Tuesday, January 8, 2013

One armed tackles and backpack handles

     Contrary to initial impressions, bus drivers must do a lot more than just keep that big yellow monster between the center line and the ditch on the right-hand side, stop kids from sticking gum all over the seats,  and intimidate drivers of subcompact cars. I have learned that they must also  have cat-like reflexes and quick wits. In particular, they have to master the Kindergartner Grab.
     You see, there are different rules for kindergartners and first graders on a bus. You can only let the youngest riders off of the bus at the stop if there is someone waiting there for them. So ya gotta know your kids, know who they are, know their parents and big brothers or sisters or anyone else who waits at the stop for them. And since the littlest ones are the most excited of all, excited to come home every day bearing those big pictures of impossibly yellow suns beaming down squiggly rays on unbelievably green grass and smiling stick figures to tape on the refrigerator, they forget and try to run down the steps and off the bus as soon as the door opens: So you grab them with a one-armed tackle that would impress a pro wrestler or an NFL linebacker. Or you snatch them back by using the First-Grader Handle, that little rubber loop on top of the backpack that allows you to yank fleeing charges back with a quick jerk.
       And you don't let them go until you have identified and acknowledged the specific person who you are releasing the kid to. This is a rule than can't be broken, and any bus driver can tell you horror stories entitled The Day School Let Out Early Due to Bad Weather and Half the Kindergartner Parents Were Not There and its sequel Driving Little Kids Back to The School To Wait on Parents to Come Pick Them Up (In 3D). Safety is sacrosanct, and if it is not safe to let them go YOU CAN NOT. Regardless of how much they may want to leave the bus, no matter how much you hold the line of other kids up, you can't do anything else except match them up one by one.
     
  I know that I need to remember this for my own life, that sometimes I may feel stifled in reaching a goal or frustrated in not getting something I need or want. It is then that I need to recall that sometimes I am in the same situation as those kindergartners; it is not safe, it is not time, or it is not right yet. Although I want to bound off the bus and dart across the intersection without heed for anything other than my need to get home and show off my new popsicle-stick sculpture, someone else is holding me, restraining me, yanking me back by the handle on my backpack or throwing a blocking arm across my way. It may not be safe, or the time may not be reached yet, or it may just not be right for me, or I simply may not be able to understand the real situation any more than those kids can understand the true danger of impulsiveness.

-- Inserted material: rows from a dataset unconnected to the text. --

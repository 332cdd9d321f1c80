//! Habit entity and its event log.
//!
//! A [`Habit`] owns its scheduling parameters and the full list of
//! [`HabitEvent`]s that happened to it. Statistics are derived from the
//! event log on every read (see [`stats`]); the legacy attempt counters are
//! kept for display only.

pub mod event;
pub mod stats;

use chrono::{DateTime, TimeDelta, Utc};
use serde::{Deserialize, Serialize};
use std::fmt;
use std::str::FromStr;
use uuid::Uuid;

use crate::error::ValidationError;
use crate::policy::{self, Frequency, Response, SchedulingState, MAX_INTERVAL_SECS};

pub use event::{EventKind, HabitEvent};
pub use stats::HabitStats;

/// Icon used when the user doesn't pick one.
pub const DEFAULT_ICON: &str = "✅";

/// Stable habit identifier.
#[derive(Debug, Clone, Copy, PartialEq, Eq, Hash, PartialOrd, Ord, Serialize, Deserialize)]
#[serde(transparent)]
pub struct HabitId(Uuid);

impl HabitId {
    pub fn new() -> Self {
        Self(Uuid::new_v4())
    }

    pub fn from_uuid(uuid: Uuid) -> Self {
        Self(uuid)
    }

    pub fn as_uuid(&self) -> Uuid {
        self.0
    }
}

impl Default for HabitId {
    fn default() -> Self {
        Self::new()
    }
}

impl fmt::Display for HabitId {
    fn fmt(&self, f: &mut fmt::Formatter<'_>) -> fmt::Result {
        self.0.fmt(f)
    }
}

impl FromStr for HabitId {
    type Err = uuid::Error;

    fn from_str(s: &str) -> Result<Self, Self::Err> {
        Uuid::parse_str(s).map(Self)
    }
}

/// Input for creating a habit.
#[derive(Debug, Clone, Default, Serialize, Deserialize)]
pub struct NewHabit {
    pub name: String,
    #[serde(default)]
    pub description: String,
    #[serde(default)]
    pub icon: Option<String>,
    #[serde(default)]
    pub frequency: Frequency,
}

impl NewHabit {
    pub fn named(name: impl Into<String>) -> Self {
        Self {
            name: name.into(),
            ..Self::default()
        }
    }

    pub fn frequency(mut self, frequency: Frequency) -> Self {
        self.frequency = frequency;
        self
    }
}

/// User edits. `None` leaves a field unchanged.
#[derive(Debug, Clone, Default, Serialize, Deserialize)]
pub struct HabitUpdate {
    pub name: Option<String>,
    pub description: Option<String>,
    pub icon: Option<String>,
    pub frequency: Option<Frequency>,
}

impl HabitUpdate {
    pub fn is_empty(&self) -> bool {
        self.name.is_none()
            && self.description.is_none()
            && self.icon.is_none()
            && self.frequency.is_none()
    }
}

fn validate_name(name: &str) -> Result<String, ValidationError> {
    let trimmed = name.trim();
    if trimmed.is_empty() {
        return Err(ValidationError::EmptyName);
    }
    Ok(trimmed.to_string())
}

/// `now + interval_secs`, saturating at the latest representable instant.
fn after(now: DateTime<Utc>, interval_secs: u64) -> DateTime<Utc> {
    i64::try_from(interval_secs)
        .ok()
        .and_then(TimeDelta::try_seconds)
        .and_then(|delta| now.checked_add_signed(delta))
        .unwrap_or(DateTime::<Utc>::MAX_UTC)
}

fn non_blank(icon: Option<String>) -> Option<String> {
    icon.filter(|icon| !icon.trim().is_empty())
}

/// A recurring habit and its history.
#[derive(Debug, Clone, PartialEq, Serialize, Deserialize)]
pub struct Habit {
    pub(crate) id: HabitId,
    pub(crate) name: String,
    pub(crate) description: String,
    pub(crate) created_at: DateTime<Utc>,
    pub(crate) is_active: bool,
    pub(crate) icon: String,
    pub(crate) frequency: Frequency,

    pub(crate) current_interval_secs: u64,
    pub(crate) next_notification_at: DateTime<Utc>,
    pub(crate) consecutive_successes: u32,
    pub(crate) interval_multiplier: u32,

    // Display-only counters; statistics come from `events`.
    pub(crate) total_attempts: u32,
    pub(crate) successful_attempts: u32,
    pub(crate) last_checked_at: Option<DateTime<Utc>>,

    /// Event log in append order.
    #[serde(default)]
    pub(crate) events: Vec<HabitEvent>,
}

impl Habit {
    /// Create a habit with default scheduling: multiplier 1, first reminder
    /// one base period from `now`.
    pub fn create(new: NewHabit, now: DateTime<Utc>) -> Result<Self, ValidationError> {
        let name = validate_name(&new.name)?;
        let icon = non_blank(new.icon).unwrap_or_else(|| DEFAULT_ICON.to_string());
        let interval = new.frequency.base_interval_secs();
        Ok(Self {
            id: HabitId::new(),
            name,
            description: new.description,
            created_at: now,
            is_active: true,
            icon,
            frequency: new.frequency,
            current_interval_secs: interval,
            next_notification_at: after(now, interval),
            consecutive_successes: 0,
            interval_multiplier: 1,
            total_attempts: 0,
            successful_attempts: 0,
            last_checked_at: None,
            events: Vec::new(),
        })
    }

    // ── Queries ──────────────────────────────────────────────────────

    pub fn id(&self) -> HabitId {
        self.id
    }

    pub fn name(&self) -> &str {
        &self.name
    }

    pub fn description(&self) -> &str {
        &self.description
    }

    pub fn created_at(&self) -> DateTime<Utc> {
        self.created_at
    }

    pub fn is_active(&self) -> bool {
        self.is_active
    }

    pub fn icon(&self) -> &str {
        &self.icon
    }

    pub fn frequency(&self) -> Frequency {
        self.frequency
    }

    pub fn current_interval_secs(&self) -> u64 {
        self.current_interval_secs
    }

    pub fn next_notification_at(&self) -> DateTime<Utc> {
        self.next_notification_at
    }

    pub fn consecutive_successes(&self) -> u32 {
        self.consecutive_successes
    }

    pub fn interval_multiplier(&self) -> u32 {
        self.interval_multiplier
    }

    pub fn total_attempts(&self) -> u32 {
        self.total_attempts
    }

    pub fn successful_attempts(&self) -> u32 {
        self.successful_attempts
    }

    pub fn last_checked_at(&self) -> Option<DateTime<Utc>> {
        self.last_checked_at
    }

    /// Events in append order.
    pub fn events(&self) -> &[HabitEvent] {
        &self.events
    }

    pub fn scheduling_state(&self) -> SchedulingState {
        SchedulingState {
            interval_multiplier: self.interval_multiplier,
            consecutive_successes: self.consecutive_successes,
        }
    }

    /// `base_interval(frequency) * multiplier`.
    pub fn frequency_interval_secs(&self) -> u64 {
        policy::frequency_interval_secs(self.frequency, self.interval_multiplier)
    }

    /// Active and past its reminder time.
    pub fn is_overdue(&self, now: DateTime<Utc>) -> bool {
        self.is_active && self.next_notification_at < now
    }

    // ── Edits ────────────────────────────────────────────────────────

    pub fn rename(&mut self, name: &str) -> Result<(), ValidationError> {
        self.name = validate_name(name)?;
        Ok(())
    }

    pub fn set_description(&mut self, description: impl Into<String>) {
        self.description = description.into();
    }

    /// Blank icons are ignored.
    pub fn set_icon(&mut self, icon: impl Into<String>) {
        if let Some(icon) = non_blank(Some(icon.into())) {
            self.icon = icon;
        }
    }

    pub fn set_active(&mut self, active: bool) {
        self.is_active = active;
    }

    /// Switch frequency and reschedule from `now`, keeping the multiplier and
    /// streak. Appends no event.
    pub fn set_frequency(&mut self, frequency: Frequency, now: DateTime<Utc>) {
        self.frequency = frequency;
        self.reschedule(self.frequency_interval_secs(), now);
    }

    /// Apply a batch of edits. The name is the only fallible edit and is
    /// applied first, so a rejected update changes nothing.
    /// Returns true when the schedule was recomputed.
    pub fn apply(&mut self, update: HabitUpdate, now: DateTime<Utc>) -> Result<bool, ValidationError> {
        if let Some(name) = &update.name {
            self.rename(name)?;
        }
        if let Some(description) = update.description {
            self.set_description(description);
        }
        if let Some(icon) = update.icon {
            self.set_icon(icon);
        }
        match update.frequency {
            Some(frequency) if frequency != self.frequency => {
                self.set_frequency(frequency, now);
                Ok(true)
            }
            _ => Ok(false),
        }
    }

    /// Restart the reminder clock from `now` using the current interval.
    pub fn restart_schedule(&mut self, now: DateTime<Utc>) {
        self.reschedule(self.current_interval_secs, now);
    }

    // ── Responses ────────────────────────────────────────────────────

    pub fn record_success(&mut self, now: DateTime<Utc>) -> HabitEvent {
        self.record(Response::Success, now)
    }

    pub fn record_failure(&mut self, now: DateTime<Utc>) -> HabitEvent {
        self.record(Response::Failure, now)
    }

    pub fn record_later(&mut self, now: DateTime<Utc>) -> HabitEvent {
        self.record(Response::Later, now)
    }

    /// Apply the interval policy for `response` and append exactly one event
    /// carrying the interval that governed the answered reminder.
    pub fn record(&mut self, response: Response, now: DateTime<Utc>) -> HabitEvent {
        let t = policy::transition(self.frequency, self.scheduling_state(), response);

        self.interval_multiplier = t.state.interval_multiplier;
        self.consecutive_successes = t.state.consecutive_successes;
        match response {
            Response::Success => {
                self.total_attempts = self.total_attempts.saturating_add(1);
                self.successful_attempts = self.successful_attempts.saturating_add(1);
                self.last_checked_at = Some(now);
            }
            Response::Failure => {
                self.total_attempts = self.total_attempts.saturating_add(1);
                self.last_checked_at = Some(now);
            }
            Response::Later => {}
        }
        self.reschedule(t.interval_secs, now);

        self.append(response.into(), now, Some(t.previous_interval_secs))
    }

    /// Append an event and return a copy for persistence.
    pub fn append(
        &mut self,
        kind: EventKind,
        now: DateTime<Utc>,
        interval_secs: Option<u64>,
    ) -> HabitEvent {
        let event = HabitEvent::new(self.id, kind, now, interval_secs);
        self.events.push(event.clone());
        event
    }

    fn reschedule(&mut self, interval_secs: u64, now: DateTime<Utc>) {
        self.current_interval_secs = interval_secs.clamp(1, MAX_INTERVAL_SECS);
        self.next_notification_at = after(now, self.current_interval_secs);
    }
}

     One of my favorite images of God is that presented in Luke 13:34 and Matthew 23:37. In the midst of condemning Jerusalem for its killing of prophets and its unwillingness to obey God and let itself be taken care of, the verse presents God not as a stern-visaged, bearded patriarch casting thunderbolts like Zeus in a Greek myth, but as very motherly:

How often I wanted to gather your children together, the way a hen gathers her chicks under her wings, and you were unwilling.

     Hmmm...God as a mother hen gathering her chicks under her sheltering wing..yeah....I like that. That's how it feels sometimes, just let me remember that when I feel His hand yank me back onto the bus.